Luke Skywalker Granted Darth Vader’s Dying Wish

Luke with Vader's body

Lukę Skywalker made good on Anakin’s dying words.
Screenshot: Disney+/Lucasfilm

“You were right about me. Tell your sister… you were right.” Those were the last words Anakin Skywalker, aka Darth Vader, ever said while he was alive. In his last moments, the former Padawan turned Jedi turned child murdering Lord of the Sith admits to his son, Luke, that there was good in him, as Luke had hoped—and wants to make sure his daughter, Leia, knows that too.

And now we know that Luke granted his father’s dying wish.
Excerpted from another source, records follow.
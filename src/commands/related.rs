//! Show posts related to a post

use anyhow::Result;
use serde::Serialize;

use super::{post_line, print_json};
use crate::content::Post;
use crate::index::related_score;
use crate::Blog;

#[derive(Serialize)]
struct Scored<'a> {
    score: usize,
    #[serde(flatten)]
    post: &'a Post,
}

/// Print up to `limit` posts related to `slug` with their scores
pub fn run(blog: &Blog, slug: &str, limit: Option<usize>, json: bool) -> Result<()> {
    let index = blog.index();
    let current = index
        .load_post(slug)
        .map_err(|e| anyhow::anyhow!("Post {:?} not found: {}", slug, e))?;

    // Empty for drafts
    let related = index.related_posts(slug, limit.unwrap_or(blog.config.related_limit));

    let scored: Vec<Scored> = related
        .iter()
        .map(|post| Scored {
            score: related_score(&current, post),
            post,
        })
        .collect();

    if json {
        return print_json(&scored);
    }

    println!("Related to {} ({}):", current.metadata.title, scored.len());
    for entry in &scored {
        println!("{} (score {})", post_line(entry.post), entry.score);
    }
    Ok(())
}
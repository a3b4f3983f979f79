//! Search published posts

use anyhow::Result;

use super::{print_json, print_posts};
use crate::Blog;

/// Print posts matching `query`
pub fn run(blog: &Blog, query: &str, json: bool) -> Result<()> {
    let posts = blog.index().search(query);
    print_posts(&format!("Matches for {:?}", query), &posts, json)
}

/// Print the search index as JSON
pub fn dump_index(blog: &Blog) -> Result<()> {
    print_json(&blog.index().search_index())
}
Upcoming Star Wars novel The Princess and the Scoundrel by Beth Revis picks up after the events of Return of the Jedi. And while the title obviously suggests it’s going to focus more on the budding romance between Leia Organa and Han Solo, it also includes a conversation between Luke and Leia on Endor, a few hours after the big Ewok party celebrating the destruction of the Death Star. The official Star Wars website has the complete excerpt, but here’s the particularly important part.
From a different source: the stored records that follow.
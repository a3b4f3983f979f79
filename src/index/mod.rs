//! Content index - query operations over a directory of posts
//!
//! Every query re-reads the content directory. Nothing is cached between
//! calls, so results always reflect what is on disk and concurrent callers
//! share no state. At blog scale this is cheaper than keeping a cache
//! coherent.

mod related;
mod search;
mod taxonomy;

use std::cmp::Reverse;
use std::path::{Path, PathBuf};

pub use related::{score as related_score, CATEGORY_WEIGHT, TAG_WEIGHT};
pub use search::SearchEntry;
pub use taxonomy::TermCount;

use crate::content::{loader, ContentError, ParseOptions, Post};

/// Read-only index over the `<slug>.md` files of one directory
#[derive(Debug, Clone)]
pub struct ContentIndex {
    posts_dir: PathBuf,
    options: ParseOptions,
}

impl ContentIndex {
    /// Create an index over `posts_dir` with default parse options
    pub fn new<P: AsRef<Path>>(posts_dir: P) -> Self {
        Self::with_options(posts_dir, ParseOptions::default())
    }

    /// Create an index with custom parse options
    pub fn with_options<P: AsRef<Path>>(posts_dir: P, options: ParseOptions) -> Self {
        Self {
            posts_dir: posts_dir.as_ref().to_path_buf(),
            options,
        }
    }

    /// Directory this index reads from
    pub fn posts_dir(&self) -> &Path {
        &self.posts_dir
    }

    /// Slugs of every source file, drafts and unparseable files included
    pub fn list_slugs(&self) -> Vec<String> {
        loader::list_slugs(&self.posts_dir)
    }

    /// Load one post, reporting why it could not be loaded
    pub fn load_post(&self, slug: &str) -> Result<Post, ContentError> {
        loader::read_post(&self.posts_dir, slug, &self.options)
    }

    /// Load one post; drafts are returned too
    ///
    /// Failures are logged and reported as `None`.
    pub fn get_post(&self, slug: &str) -> Option<Post> {
        match self.load_post(slug) {
            Ok(post) => Some(post),
            Err(e) => {
                tracing::warn!("Failed to load post {:?}: {}", slug, e);
                None
            }
        }
    }

    /// All published posts, newest first
    ///
    /// Posts with equal dates are ordered by slug; posts whose date does
    /// not parse come last.
    pub fn list_posts(&self) -> Vec<Post> {
        let slugs = self.list_slugs();
        let mut posts: Vec<Post> = slugs
            .iter()
            .filter_map(|slug| self.get_post(slug))
            .filter(|post| !post.is_draft())
            .collect();

        posts.sort_by_cached_key(|p| (Reverse(p.published_at()), p.slug.clone()));

        tracing::debug!(
            "Listed {} of {} posts in {:?}",
            posts.len(),
            slugs.len(),
            self.posts_dir
        );
        posts
    }

    /// The `limit` newest posts
    pub fn list_recent(&self, limit: usize) -> Vec<Post> {
        let mut posts = self.list_posts();
        posts.truncate(limit);
        posts
    }

    /// Published posts tagged exactly `tag`
    pub fn list_by_tag(&self, tag: &str) -> Vec<Post> {
        self.list_posts()
            .into_iter()
            .filter(|p| p.has_tag(tag))
            .collect()
    }

    /// Published posts in exactly `category`
    pub fn list_by_category(&self, category: &str) -> Vec<Post> {
        self.list_posts()
            .into_iter()
            .filter(|p| p.in_category(category))
            .collect()
    }

    /// Tag usage over published posts, most used first
    pub fn aggregate_tags(&self) -> Vec<TermCount> {
        taxonomy::count_tags(&self.list_posts())
    }

    /// Category usage over published posts, most used first
    pub fn aggregate_categories(&self) -> Vec<TermCount> {
        taxonomy::count_categories(&self.list_posts())
    }

    /// Up to `limit` published posts related to `slug`, best match first
    ///
    /// Empty when `slug` is missing or a draft.
    pub fn related_posts(&self, slug: &str, limit: usize) -> Vec<Post> {
        let posts = self.list_posts();
        related::related(&posts, slug, limit)
            .into_iter()
            .cloned()
            .collect()
    }

    /// One search entry per published post, newest first
    pub fn search_index(&self) -> Vec<SearchEntry> {
        self.list_posts().iter().map(SearchEntry::from).collect()
    }

    /// Published posts matching `query`, newest first
    pub fn search(&self, query: &str) -> Vec<Post> {
        let posts = self.list_posts();
        search::search(&posts, query).into_iter().cloned().collect()
    }
}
He told me to tell you –” Luke started, but Leia’s head whipped up, eyes fierce as she glared at him.

“Don’t,” she warned.

“They were his last words. He wanted me to tell you –”

“I don’t care.”

“He was good,” Luke insisted. “There was still good in him, after all…”

My father was good, Leia thought, but in her mind she pictured Bail Organa, not Darth Vader. Thinking of Bail made her think of Breha, her mother. Of her home. Of everything she had lost.
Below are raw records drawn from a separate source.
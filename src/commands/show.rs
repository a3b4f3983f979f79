//! Show a single post

use anyhow::Result;

use super::print_json;
use crate::content::{markdown, Post};
use crate::Blog;

/// Print one post, drafts included
pub fn run(blog: &Blog, slug: &str, html: bool, json: bool) -> Result<()> {
    let post = blog
        .index()
        .load_post(slug)
        .map_err(|e| anyhow::anyhow!("Post {:?} not found: {}", slug, e))?;

    if json {
        return print_json(&post);
    }

    print!("{}", describe(&post));
    println!();
    if html {
        print!("{}", markdown::render_html(&post.content));
    } else {
        print!("{}", post.content);
    }

    Ok(())
}

/// Metadata header printed above the body
fn describe(post: &Post) -> String {
    let meta = &post.metadata;
    let mut out = format!("{}\n", meta.title);
    out.push_str(&format!("{} · {} min read\n", meta.date, meta.reading_time));
    if meta.draft {
        out.push_str("(draft)\n");
    }
    if let Some(category) = &meta.category {
        out.push_str(&format!("Category: {}\n", category));
    }
    if !meta.tags.is_empty() {
        out.push_str(&format!("Tags: {}\n", meta.tags.join(", ")));
    }
    if let Some(description) = &meta.description {
        out.push_str(&format!("\n{}\n", description));
    }
    out
}

#[cfg(test)]
mod tests {
    use super::*;
    use crate::content::ParseOptions;

    #[test]
    fn test_describe() {
        let source = "---\ntitle: Hello\ndate: 2024-01-15\ncategory: tech\n\
                      tags: [a, b]\ndraft: true\ndescription: Short.\n---\nbody\n";
        let post = Post::parse("p", source, &ParseOptions::default()).unwrap();

        assert_eq!(
            describe(&post),
            "Hello\n2024-01-15 · 1 min read\n(draft)\nCategory: tech\nTags: a, b\n\nShort.\n"
        );
    }

    #[test]
    fn test_show_missing_post() {
        let dir = tempfile::tempdir().unwrap();
        let blog = Blog::new(dir.path()).unwrap();
        let err = run(&blog, "missing", false, false).unwrap_err();
        assert!(err.to_string().contains("not found"));
    }
}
So Luke told Leia that there was good in the evil Darth Vader, but Leia still struggled to think of him as her true father. This, of course, makes sense, especially after seeing Obi-Wan Kenobi where a young Leia had a very good relationship with her adopted parents.

The rest of the passage also mentions that her feelings about Vader might be complicated because he literally tortured her, which was implied in A New Hope. But, we’d imagine, over the course of the novel maybe she reaches some peace to know that her biological father wasn’t that guy. At least in the end.